Being the right sort of pluralist means, in our understanding, being deeply committed to what is true in both our thinking and in our interaction with others. That includes embracing what is true even if culturally unpopular, and relating to others in light of the truth about them – that they are made in the image of God and worthy of respect. Or, to quote Fr. Sirico, “We must be ruthless with ideas and gentle with people.”

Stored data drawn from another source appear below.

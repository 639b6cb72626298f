use serde::{Deserialize, Deserializer, Serialize, Serializer};
use std::str::FromStr;

/// RGBA color with channels normalized to 0.0..=1.0
#[derive(Copy, Clone, Debug, PartialEq)]
pub struct Color {
    pub r: f32,
    pub g: f32,
    pub b: f32,
    pub a: f32,
}

impl Color {
    pub const TRANSPARENT: Color = Color::new(0.0, 0.0, 0.0, 0.0);
    pub const BLACK: Color = Color::new(0.0, 0.0, 0.0, 1.0);
    pub const WHITE: Color = Color::new(1.0, 1.0, 1.0, 1.0);

    pub const fn new(r: f32, g: f32, b: f32, a: f32) -> Self {
        Self { r, g, b, a }
    }

    pub fn from_rgba8(r: u8, g: u8, b: u8, a: u8) -> Self {
        Self::new(
            r as f32 / 255.0,
            g as f32 / 255.0,
            b as f32 / 255.0,
            a as f32 / 255.0,
        )
    }

    pub fn to_rgba8(self) -> [u8; 4] {
        let q = |c: f32| (c.clamp(0.0, 1.0) * 255.0).round() as u8;
        [q(self.r), q(self.g), q(self.b), q(self.a)]
    }

    pub fn to_array(self) -> [f32; 4] {
        [self.r, self.g, self.b, self.a]
    }

    /// Parse `#RRGGBB` or `#AARRGGBB`
    pub fn from_hex(hex: &str) -> Option<Self> {
        let digits = hex.strip_prefix('#').unwrap_or(hex);
        if !digits.bytes().all(|b| b.is_ascii_hexdigit()) {
            return None;
        }
        let value = u32::from_str_radix(digits, 16).ok()?;
        let byte = |shift: u32| ((value >> shift) & 0xff) as u8;
        match digits.len() {
            6 => Some(Self::from_rgba8(byte(16), byte(8), byte(0), 255)),
            8 => Some(Self::from_rgba8(byte(16), byte(8), byte(0), byte(24))),
            _ => None,
        }
    }

    /// Format as `#AARRGGBB`
    pub fn to_hex(self) -> String {
        let [r, g, b, a] = self.to_rgba8();
        format!("#{:02x}{:02x}{:02x}{:02x}", a, r, g, b)
    }
}

impl Default for Color {
    fn default() -> Self {
        Self::BLACK
    }
}

impl FromStr for Color {
    type Err = String;

    fn from_str(s: &str) -> Result<Self, Self::Err> {
        Self::from_hex(s).ok_or_else(|| format!("invalid color '{}', expected #RRGGBB or #AARRGGBB", s))
    }
}

impl Serialize for Color {
    fn serialize<S: Serializer>(&self, serializer: S) -> Result<S::Ok, S::Error> {
        serializer.serialize_str(&self.to_hex())
    }
}

impl<'de> Deserialize<'de> for Color {
    fn deserialize<D: Deserializer<'de>>(deserializer: D) -> Result<Self, D::Error> {
        let s = String::deserialize(deserializer)?;
        s.parse().map_err(serde::de::Error::custom)
    }
}

pub fn hsv_to_rgb(h: f32, s: f32, v: f32) -> [f32; 3] {
    let c = v * s;
    let h_prime = (h * 6.0) % 6.0;
    let x = c * (1.0 - ((h_prime % 2.0) - 1.0).abs());
    let m = v - c;

    let (r, g, b) = match h_prime as i32 {
        0 => (c, x, 0.0),
        1 => (x, c, 0.0),
        2 => (0.0, c, x),
        3 => (0.0, x, c),
        4 => (x, 0.0, c),
        _ => (c, 0.0, x),
    };

    [r + m, g + m, b + m]
}
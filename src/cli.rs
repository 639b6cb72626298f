// cli.rs - Command-line interface configuration
use std::path::PathBuf;

use clap::{Parser, ValueEnum};

use crate::config::{CompositorConfig, LayoutKind};
use crate::error::Result;
use crate::math::Color;
use crate::traits::EffectKind;

#[derive(Parser, Debug, Clone)]
#[command(name = "overlay-compositor")]
#[command(about = "Composites scrolling overlay layers on a dedicated render thread", long_about = None)]
pub struct Cli {
    /// JSON configuration file; other flags override its values
    #[arg(long)]
    pub config: Option<PathBuf>,

    /// Number of overlay layers
    #[arg(long)]
    pub layers: Option<usize>,

    #[arg(long, value_enum)]
    pub layout: Option<LayoutArg>,

    /// Background color as #RRGGBB or #AARRGGBB
    #[arg(long)]
    pub background: Option<Color>,

    /// Effect per layer slot; repeat to assign several (cycled over the layers)
    #[arg(long = "effect", value_enum)]
    pub effects: Vec<EffectArg>,

    #[arg(long)]
    pub refresh_hz: Option<u32>,

    #[arg(long)]
    pub width: Option<u32>,

    #[arg(long)]
    pub height: Option<u32>,

    /// Render with the CPU backend, without a window
    #[arg(long, default_value = "false")]
    pub headless: bool,

    /// Frames to present before exiting in headless mode
    #[arg(long, default_value_t = 120)]
    pub frames: u64,
}

#[derive(ValueEnum, Debug, Clone, Copy, PartialEq, Eq)]
pub enum LayoutArg {
    FullScreen,
    Columns,
    Rows,
    Grid,
    Split,
}

impl From<LayoutArg> for LayoutKind {
    fn from(arg: LayoutArg) -> Self {
        match arg {
            LayoutArg::FullScreen => LayoutKind::FullScreen,
            LayoutArg::Columns => LayoutKind::Columns,
            LayoutArg::Rows => LayoutKind::Rows,
            LayoutArg::Grid => LayoutKind::Grid,
            LayoutArg::Split => LayoutKind::Split {
                ratio: 0.5,
                vertical: true,
            },
        }
    }
}

#[derive(ValueEnum, Debug, Clone, Copy, PartialEq, Eq)]
pub enum EffectArg {
    Passthrough,
    Grayscale,
    Tint,
}

impl From<EffectArg> for EffectKind {
    fn from(arg: EffectArg) -> Self {
        match arg {
            EffectArg::Passthrough => EffectKind::Passthrough,
            EffectArg::Grayscale => EffectKind::Grayscale,
            EffectArg::Tint => EffectKind::Tint,
        }
    }
}

impl Cli {
    /// Load the config file (or defaults) and apply flag overrides
    pub fn resolve(&self) -> Result<CompositorConfig> {
        let mut config = match &self.config {
            Some(path) => CompositorConfig::from_json_file(path)?,
            None => CompositorConfig::default(),
        };

        if let Some(layers) = self.layers {
            config.layer_count = layers;
        }
        if let Some(layout) = self.layout {
            config.layout = layout.into();
        }
        if let Some(background) = self.background {
            config.background = background;
        }
        if !self.effects.is_empty() {
            config.effects = self.effects.iter().map(|&e| e.into()).collect();
        }
        if let Some(hz) = self.refresh_hz {
            config.refresh_hz = hz;
        }
        if let Some(width) = self.width {
            config.width = width;
        }
        if let Some(height) = self.height {
            config.height = height;
        }

        config.validate()?;
        Ok(config)
    }
}
mod color;
mod rect;
mod transform;

pub use color::{hsv_to_rgb, Color};
pub use rect::Rect;
pub use transform::{orthographic_projection, position_matrix, sampling_matrix, top_left_view};
mod common;

use common::{post_solid, Call, MockBackend};
use glam::Mat4;
use overlay_compositor::core::{
    Columns, Compositor, FullScreen, GrayscaleEffect, LayerSpec, PassthroughEffect, Rows,
    SoftwareBackend, TintEffect,
};
use overlay_compositor::error::CompositorError;
use overlay_compositor::math::{Color, Rect};
use overlay_compositor::traits::{RenderBackend, PARAMS_SLOT, POSITION_SLOT, TEXTURE_MATRIX_SLOT};

const RED: [u8; 4] = [255, 0, 0, 255];
const GREEN: [u8; 4] = [0, 255, 0, 255];
const BLUE: [u8; 4] = [0, 0, 255, 255];

fn background() -> Color {
    Color::from_rgba8(0x53, 0x24, 0x21, 0xff)
}

fn passthrough() -> LayerSpec {
    LayerSpec::new(Box::new(PassthroughEffect::new()))
}

// ============================================================================
// Setup
// ============================================================================

#[test]
fn test_prepare_allocates_one_texture_per_layer() {
    let (mut backend, log) = MockBackend::new();
    let mut compositor = Compositor::new(100, 50, background(), Box::new(Columns));
    compositor.add_layer(passthrough());
    compositor.add_layer(passthrough());
    compositor.add_layer(LayerSpec::new(Box::new(GrayscaleEffect::new())).with_content_size(640, 480));

    compositor.prepare(&mut backend).unwrap();

    assert!(compositor.is_prepared());
    assert_eq!(compositor.surfaces().len(), 3);
    assert_eq!(log.count(|c| matches!(c, Call::CreateProgram { .. })), 2);
    assert_eq!(log.count(|c| matches!(c, Call::CreateBuffer(_))), 1);

    let sizes: Vec<(u32, u32)> = log
        .calls()
        .iter()
        .filter_map(|c| match c {
            Call::CreateTexture { width, height, .. } => Some((*width, *height)),
            _ => None,
        })
        .collect();
    // Region-sized by default: 100/3 rounds to 33
    assert_eq!(sizes, vec![(33, 50), (33, 50), (640, 480)]);
}

#[test]
fn test_prepare_rejects_zero_output() {
    let (mut backend, _log) = MockBackend::new();
    let mut compositor = Compositor::new(0, 50, background(), Box::new(Columns));
    compositor.add_layer(passthrough());
    assert!(matches!(
        compositor.prepare(&mut backend),
        Err(CompositorError::InvalidSize { width: 0, height: 50 })
    ));
}

#[test]
fn test_compose_before_prepare_fails() {
    let (mut backend, log) = MockBackend::new();
    let mut compositor = Compositor::new(10, 10, background(), Box::new(FullScreen));
    compositor.add_layer(passthrough());
    assert!(compositor.compose(&mut backend).is_err());
    assert!(log.calls().is_empty());
}

// ============================================================================
// Draw sequence
// ============================================================================

#[test]
fn test_compose_draws_every_layer_in_order() {
    let (mut backend, log) = MockBackend::new();
    let mut compositor = Compositor::new(100, 50, background(), Box::new(Rows));
    compositor.add_layer(passthrough());
    compositor.add_layer(LayerSpec::new(Box::new(TintEffect::new(Color::WHITE))));
    compositor.prepare(&mut backend).unwrap();

    let textures: Vec<_> = (0..2)
        .map(|i| compositor.layer(i).and_then(|l| l.texture()).unwrap())
        .collect();
    log.clear();

    compositor.compose(&mut backend).unwrap();
    let calls = log.calls();

    assert_eq!(calls[0], Call::SetViewport(100, 50));
    assert_eq!(calls[1], Call::Clear(background()));

    let bound: Vec<_> = calls
        .iter()
        .filter_map(|c| match c {
            Call::BindTexture { unit: 0, texture } => Some(*texture),
            _ => None,
        })
        .collect();
    assert_eq!(bound, textures);

    let draws: Vec<_> = calls
        .iter()
        .enumerate()
        .filter(|(_, c)| matches!(c, Call::Draw { .. }))
        .map(|(i, _)| i)
        .collect();
    assert_eq!(draws.len(), 2);
    for &i in &draws {
        assert!(matches!(calls[i], Call::Draw { components: 2, vertex_count: 4, .. }));
        // Position and sampling matrices are uploaded before every draw
        assert!(matches!(calls[i - 1], Call::SetMatrix { .. }));
        assert!(matches!(calls[i - 2], Call::SetMatrix { handle, .. } if handle == TEXTURE_MATRIX_SLOT));
    }

    // Only the tint slot uploads effect params, after activating its program
    let params: Vec<_> = calls
        .iter()
        .enumerate()
        .filter(|(_, c)| matches!(c, Call::SetVec4 { handle, .. } if *handle == PARAMS_SLOT))
        .map(|(i, _)| i)
        .collect();
    assert_eq!(params.len(), 1);
    assert!(params[0] > draws[0] && params[0] < draws[1]);
    assert!(matches!(calls[params[0] - 1], Call::UseProgram(_)));
}

#[test]
fn test_draw_uses_position_attribute_handle() {
    let (mut backend, _log) = MockBackend::new();
    let mut compositor = Compositor::new(10, 10, background(), Box::new(FullScreen));
    compositor.add_layer(passthrough());
    compositor.prepare(&mut backend).unwrap();

    let handles = compositor.effects().handles(0).unwrap();
    assert_eq!(handles.position_attribute, POSITION_SLOT);
}

#[test]
fn test_producer_transform_reaches_texture_matrix() {
    let (mut backend, log) = MockBackend::new();
    let mut compositor = Compositor::new(10, 10, background(), Box::new(FullScreen));
    // 20x10 content in a square region samples the middle half horizontally
    compositor.add_layer(passthrough().with_content_size(20, 10));
    compositor.prepare(&mut backend).unwrap();

    let mut raw = Mat4::from_rotation_z(std::f32::consts::FRAC_PI_2).to_cols_array();
    raw[14] = 0.5;
    let surface = compositor.surfaces()[0].clone();
    surface.set_transform(Mat4::from_cols_array(&raw)).unwrap();
    post_solid(&surface, RED);

    compositor.update_textures(&mut backend).unwrap();
    log.clear();
    compositor.compose(&mut backend).unwrap();

    let uploaded = log
        .calls()
        .iter()
        .find_map(|c| match c {
            Call::SetMatrix { handle, matrix } if *handle == TEXTURE_MATRIX_SLOT => Some(*matrix),
            _ => None,
        })
        .unwrap();

    let mut expected = raw;
    expected[0] = 0.5;
    expected[5] = 1.0;
    expected[12] = 0.25;
    expected[13] = 0.0;
    assert_eq!(uploaded, Mat4::from_cols_array(&expected));
    // Rotation terms survive untouched
    assert_eq!(uploaded.to_cols_array()[1], raw[1]);
    assert_eq!(uploaded.to_cols_array()[4], raw[4]);
    assert_eq!(uploaded.to_cols_array()[14], 0.5);
}

// ============================================================================
// Pixels (software backend)
// ============================================================================

#[test]
fn test_later_layers_draw_over_earlier_ones() {
    let mut backend = SoftwareBackend::new(8, 8);
    let mut compositor = Compositor::new(8, 8, background(), Box::new(FullScreen));
    for _ in 0..3 {
        compositor.add_layer(passthrough());
    }
    compositor.prepare(&mut backend).unwrap();

    let surfaces = compositor.surfaces().to_vec();
    post_solid(&surfaces[0], RED);
    post_solid(&surfaces[1], GREEN);
    post_solid(&surfaces[2], BLUE);

    assert_eq!(compositor.update_textures(&mut backend).unwrap(), 3);
    compositor.compose(&mut backend).unwrap();

    assert_eq!(backend.draw_calls(), 3);
    for (x, y) in [(0, 0), (3, 4), (7, 7)] {
        assert_eq!(backend.target_pixel(x, y), Some(BLUE));
    }
}

#[test]
fn test_columns_show_each_layer_in_its_region() {
    let mut backend = SoftwareBackend::new(8, 4);
    let mut compositor = Compositor::new(8, 4, background(), Box::new(Columns));
    compositor.add_layer(passthrough());
    compositor.add_layer(passthrough());
    compositor.prepare(&mut backend).unwrap();

    let surfaces = compositor.surfaces().to_vec();
    post_solid(&surfaces[0], RED);
    post_solid(&surfaces[1], BLUE);
    compositor.update_textures(&mut backend).unwrap();
    compositor.compose(&mut backend).unwrap();

    for y in 0..4 {
        for x in 0..4 {
            assert_eq!(backend.target_pixel(x, y), Some(RED), "({}, {})", x, y);
            assert_eq!(backend.target_pixel(x + 4, y), Some(BLUE), "({}, {})", x + 4, y);
        }
    }
}

#[test]
fn test_transparent_layers_show_background() {
    let mut backend = SoftwareBackend::new(4, 4);
    let mut compositor = Compositor::new(4, 4, background(), Box::new(FullScreen));
    compositor.add_layer(passthrough());
    compositor.prepare(&mut backend).unwrap();

    compositor.update_textures(&mut backend).unwrap();
    compositor.compose(&mut backend).unwrap();
    assert_eq!(backend.target_pixel(2, 2), Some([0x53, 0x24, 0x21, 0xff]));
}

#[test]
fn test_grayscale_and_tint_effects_change_pixels() {
    let mut backend = SoftwareBackend::new(4, 2);
    let mut compositor = Compositor::new(4, 2, Color::BLACK, Box::new(Columns));
    compositor.add_layer(LayerSpec::new(Box::new(GrayscaleEffect::new())));
    compositor.add_layer(LayerSpec::new(Box::new(TintEffect::new(Color::new(0.5, 1.0, 1.0, 1.0)))));
    compositor.prepare(&mut backend).unwrap();

    let surfaces = compositor.surfaces().to_vec();
    post_solid(&surfaces[0], RED);
    post_solid(&surfaces[1], [255, 255, 255, 255]);
    compositor.update_textures(&mut backend).unwrap();
    compositor.compose(&mut backend).unwrap();

    // 0.299 * 255 = 76.2
    assert_eq!(backend.target_pixel(0, 0), Some([76, 76, 76, 255]));
    assert_eq!(backend.target_pixel(3, 1), Some([128, 255, 255, 255]));
}

// ============================================================================
// Resize and teardown
// ============================================================================

#[test]
fn test_resize_recomputes_regions() {
    let mut backend = SoftwareBackend::new(100, 50);
    let mut compositor = Compositor::new(100, 50, background(), Box::new(Columns));
    compositor.add_layer(passthrough());
    compositor.add_layer(passthrough());
    compositor.prepare(&mut backend).unwrap();

    compositor.resize(200, 100).unwrap();
    assert_eq!(compositor.size(), (200, 100));
    assert_eq!(compositor.layout().region(1), Some(Rect::new(100.0, 0.0, 200.0, 100.0)));
    let layer = compositor.layer(1).unwrap();
    assert_eq!(layer.display_region(), Rect::new(100.0, 0.0, 200.0, 100.0));
    // 50x50 content now fills a 100x100 region without cropping
    assert_eq!(layer.sampling_region(), Rect::UNIT);

    assert!(matches!(
        compositor.resize(0, 10),
        Err(CompositorError::InvalidSize { .. })
    ));
    assert_eq!(compositor.size(), (200, 100));
}

#[test]
fn test_resize_before_prepare_only_stores_size() {
    let mut compositor = Compositor::new(10, 10, background(), Box::new(Columns));
    compositor.add_layer(passthrough());
    compositor.resize(20, 30).unwrap();
    assert_eq!(compositor.size(), (20, 30));
    assert!(compositor.layout().regions().is_empty());
}

#[test]
fn test_teardown_releases_everything_once() {
    let mut backend = SoftwareBackend::new(16, 16);
    let mut compositor = Compositor::new(16, 16, background(), Box::new(Columns));
    compositor.add_layer(passthrough());
    compositor.add_layer(passthrough());
    compositor.add_layer(LayerSpec::new(Box::new(GrayscaleEffect::new())));
    compositor.prepare(&mut backend).unwrap();
    let surfaces = compositor.surfaces().to_vec();

    assert_eq!(backend.texture_count(), 3);
    assert_eq!(backend.program_count(), 2);
    assert_eq!(backend.buffer_count(), 1);

    compositor.teardown(&mut backend);
    compositor.teardown(&mut backend);

    assert_eq!(backend.texture_count(), 0);
    assert_eq!(backend.program_count(), 0);
    assert_eq!(backend.buffer_count(), 0);
    assert_eq!(backend.invalid_deletes(), 0);
    assert!(!compositor.is_prepared());
    assert!(surfaces.iter().all(|s| s.is_released()));
    assert!(compositor.compose(&mut backend).is_err());
}

#[test]
fn test_teardown_releases_effects_before_layers() {
    let (mut backend, log) = MockBackend::new();
    let mut compositor = Compositor::new(10, 10, background(), Box::new(FullScreen));
    compositor.add_layer(passthrough());
    compositor.prepare(&mut backend).unwrap();
    log.clear();

    compositor.teardown(&mut backend);
    let calls = log.calls();
    assert!(matches!(calls.as_slice(), [
        Call::DeleteProgram(_),
        Call::DeleteTexture(_),
        Call::DeleteBuffer(_)
    ]));

    backend.release();
    compositor.teardown(&mut backend);
    assert_eq!(log.calls().len(), 4);
}
impl Default for DrawUniforms {
    fn default() -> Self {
        Self {
            matrix: Mat4::IDENTITY.to_cols_array_2d(),
            texture_matrix: Mat4::IDENTITY.to_cols_array_2d(),
            params: [0.0; 4],
        }
    }
}

struct GpuTexture {
    texture: wgpu::Texture,
    bind_group: wgpu::BindGroup,
    width: u32,
    height: u32,
}

struct GpuProgram {
    pipeline: wgpu::RenderPipeline,
    uniforms: DrawUniforms,
    sampler_unit: u32,
}

struct DrawCommand {
    program: ProgramId,
    texture: TextureId,
    buffer: BufferId,
    vertex_count: u32,
    uniforms: DrawUniforms,
}

fn backend_error(context: &str, err: impl std::fmt::Debug) -> CompositorError {
    CompositorError::Backend(format!("{}: {:?}", context, err))
}

fn align_to(size: u64, alignment: u64) -> u64 {
    size.div_ceil(alignment) * alignment
}

pub struct WgpuBackend {
    device: wgpu::Device,
    queue: wgpu::Queue,
    surface: Option<wgpu::Surface<'static>>,
    config: wgpu::SurfaceConfiguration,
    shader: wgpu::ShaderModule,
    pipeline_layout: wgpu::PipelineLayout,
    uniform_layout: wgpu::BindGroupLayout,
    texture_layout: wgpu::BindGroupLayout,
    sampler: wgpu::Sampler,
    uniform_buffer: wgpu::Buffer,
    uniform_bind_group: wgpu::BindGroup,
    uniform_stride: u64,
    uniform_slots: u64,
    textures: HashMap<TextureId, GpuTexture>,
    buffers: HashMap<BufferId, wgpu::Buffer>,
    programs: HashMap<ProgramId, GpuProgram>,
    units: HashMap<u32, TextureId>,
    current_program: Option<ProgramId>,
    clear_color: wgpu::Color,
    viewport: (u32, u32),
    draws: Vec<DrawCommand>,
    next_id: u32,
    released: bool,
}
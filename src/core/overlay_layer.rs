use glam::Mat4;
use log::trace;

use super::surface::LayerSurface;
use crate::error::{CompositorError, Result};
use crate::math::{position_matrix, sampling_matrix, Rect};
use crate::traits::{ParamHandle, RenderBackend, TextureId};

/// Texture unit every layer samples from
const LAYER_TEXTURE_UNIT: u32 = 0;

/// Normalized texture rectangle that aspect-fit-covers `display` with content
/// of `content_width x content_height`.
///
/// The content is scaled until its shorter side (relative to the display)
/// fills the display exactly; the overflowing axis is cropped symmetrically.
/// Offsets are normalized by the scaled content size, so the result always
/// lies inside [0, 1] x [0, 1]. Degenerate sizes sample the whole texture.
pub fn sampling_region(content_width: u32, content_height: u32, display: &Rect) -> Rect {
    let (content_w, content_h) = (content_width as f32, content_height as f32);
    let (display_w, display_h) = (display.width(), display.height());
    if content_w <= 0.0 || content_h <= 0.0 || display_w <= 0.0 || display_h <= 0.0 {
        return Rect::UNIT;
    }

    let scale = if content_w * display_h > display_w * content_h {
        display_h / content_h
    } else {
        display_w / content_w
    };

    let scaled_w = content_w * scale;
    let scaled_h = content_h * scale;
    let offset_w = ((scaled_w - display_w) / 2.0).max(0.0);
    let offset_h = ((scaled_h - display_h) / 2.0).max(0.0);

    Rect::new(
        offset_w / scaled_w,
        offset_h / scaled_h,
        (scaled_w - offset_w) / scaled_w,
        (scaled_h - offset_h) / scaled_h,
    )
}

/// One composited layer: its GPU texture, the producer surface feeding it,
/// and where on the output it is drawn.
///
/// Lives on the render thread. The texture and surface are allocated by
/// [`configure`](Self::configure) and freed only by [`release`](Self::release).
#[derive(Debug)]
pub struct OverlayLayer {
    index: usize,
    texture: Option<TextureId>,
    surface: Option<LayerSurface>,
    content_size: (u32, u32),
    display_region: Rect,
    sampling_region: Rect,
    raw_transform: Mat4,
    uploaded_generation: u64,
    configured: bool,
    released: bool,
}

impl OverlayLayer {
    pub fn new(index: usize) -> Self {
        Self {
            index,
            texture: None,
            surface: None,
            content_size: (0, 0),
            display_region: Rect::ZERO,
            sampling_region: Rect::UNIT,
            raw_transform: Mat4::IDENTITY,
            uploaded_generation: 0,
            configured: false,
            released: false,
        }
    }

    /// Allocate the texture and its producer surface. Allowed once per layer.
    pub fn configure(
        &mut self,
        backend: &mut dyn RenderBackend,
        width: u32,
        height: u32,
    ) -> Result<LayerSurface> {
        if self.configured {
            return Err(CompositorError::AlreadyConfigured { layer: self.index });
        }
        if width == 0 || height == 0 {
            return Err(CompositorError::InvalidSize { width, height });
        }

        let texture = backend.create_texture(width, height)?;
        let surface = LayerSurface::new(self.index, width, height);

        self.texture = Some(texture);
        self.surface = Some(surface.clone());
        self.content_size = (width, height);
        self.configured = true;
        self.sampling_region = sampling_region(width, height, &self.display_region);
        Ok(surface)
    }

    pub fn set_display_region(&mut self, region: Rect) {
        self.display_region = region;
        let (width, height) = self.content_size;
        self.sampling_region = sampling_region(width, height, &region);
    }

    /// Upload the newest posted frame, if any. Returns whether the texture changed.
    pub fn update_texture(&mut self, backend: &mut dyn RenderBackend) -> Result<bool> {
        let (Some(texture), Some(surface)) = (self.texture, self.surface.as_ref()) else {
            return Ok(false);
        };
        let Some(latest) = surface.take_latest(self.uploaded_generation) else {
            return Ok(false);
        };

        let (width, height) = self.content_size;
        backend.update_texture(texture, width, height, &latest.pixels)?;
        surface.recycle(latest.pixels);
        trace!("layer {} uploaded generation {}", self.index, latest.generation);
        self.uploaded_generation = latest.generation;
        self.raw_transform = latest.transform;
        Ok(true)
    }

    /// Bind the texture and upload the sampling transform
    pub fn bind_for_draw(
        &self,
        backend: &mut dyn RenderBackend,
        sampler: ParamHandle,
        sample_transform: ParamHandle,
    ) {
        let Some(texture) = self.texture else {
            return;
        };
        backend.bind_texture(LAYER_TEXTURE_UNIT, texture);
        backend.set_sampler(sampler, LAYER_TEXTURE_UNIT);
        backend.set_matrix(
            sample_transform,
            &sampling_matrix(&self.raw_transform, &self.sampling_region),
        );
    }

    /// Upload projection * view * translate(region origin) * scale(region size)
    pub fn bind_transform(
        &self,
        backend: &mut dyn RenderBackend,
        position: ParamHandle,
        view: &Mat4,
        projection: &Mat4,
    ) {
        backend.set_matrix(
            position,
            &position_matrix(&self.display_region, view, projection),
        );
    }

    /// Release the producer surface, then the texture. Later calls do nothing.
    pub fn release(&mut self, backend: &mut dyn RenderBackend) {
        if self.released {
            return;
        }
        self.released = true;

        if let Some(surface) = self.surface.take() {
            surface.release();
        }
        if let Some(texture) = self.texture.take() {
            backend.delete_texture(texture);
        }
    }

    pub fn index(&self) -> usize {
        self.index
    }

    pub fn texture(&self) -> Option<TextureId> {
        self.texture
    }

    pub fn surface(&self) -> Option<&LayerSurface> {
        self.surface.as_ref()
    }

    pub fn content_size(&self) -> (u32, u32) {
        self.content_size
    }

    pub fn display_region(&self) -> Rect {
        self.display_region
    }

    pub fn sampling_region(&self) -> Rect {
        self.sampling_region
    }

    /// Producer transform of the last uploaded frame
    pub fn raw_transform(&self) -> Mat4 {
        self.raw_transform
    }

    pub fn uploaded_generation(&self) -> u64 {
        self.uploaded_generation
    }

    pub fn is_released(&self) -> bool {
        self.released
    }
}
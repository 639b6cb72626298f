pub mod backend;
pub mod content;
pub mod effect;
pub mod layout;
pub mod listener;

pub use backend::*;
pub use content::*;
pub use effect::*;
pub use layout::*;
pub use listener::*;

Ross Douthat had a column recently in The New York Times talking about how we Americans don’t know how to bear suffering. We don’t prepare for it, and we don’t know how to deal with it when it comes, as it will to all of us. You can see now in middle-class Christian families an expectation that their kids will succeed in life by the world’s standards. Parents go all out to buffer their kids from suffering. It seems to me that if what C.S. Lewis called “the problem of pain” is not dealt with forthrightly in Christian formation, that we have done wrong by our kids. Do you agree? If so, what can we Christian parents do about it?

Absolutely. We’ve moved on from being a culture of hovering “helicopter” parents to being a culture of “lawnmower” parents – we go in front of our kids removing any and all obstacles to their happiness and success. Christian parents struggle with this too – I do as a dad. The idol of safety looms large across American culture, as well as in the church.

There are two sides to what this will cost us. The problem of pain is the problem of reality. It’s that inevitable part of life that has the capacity to shake us to the core. Steve Garber talks about the necessity of having a “big enough” worldview – in other words, a worldview that is able to deal with the big questions and challenges of life in the real world.

On the other hand, students who have been kept “safe” will not only struggle to keep their faith in light of the intellectual or emotional dissonance suffering brings. They also will struggle to choose their faith when they inevitably run afoul of the new social orthodoxies. We are seeing more and more situations where people of faith are having to choose between their careers and their convictions, between employment and their faith. This will only increase, especially if there is a political backlash under the next administration. Speaking to a group of Christian college students recently, I challenged them that they may be spending thousands to train in a particular field of study for a career so that, in order to be faithful to Christ, they will be fired. Kids who have been protected from all struggle may lose their faith not as a matter of intellect or emotion, but of will – the inability to do the right thing when it needs to be done, despite the social cost.

One way to counter this is not only through solid apologetic and worldview training, which we recommend and demonstrate throughout our book, but also by not victimizing our kids with low expectations. Skip adolescence, I say! Reward your child with responsibility and risk. Also, saturate them with stories of our brothers and sisters around the world and from church history who faced death and persecution for their convictions. Involve them in both political and prayerful advocacy for the persecuted in our world today, as well as for other vulnerable people groups.

(The book is A Practical Guide To Culture: Helping The Next Generation Navigate Today’s World, by John Stonestreet & Brett Kunkle.)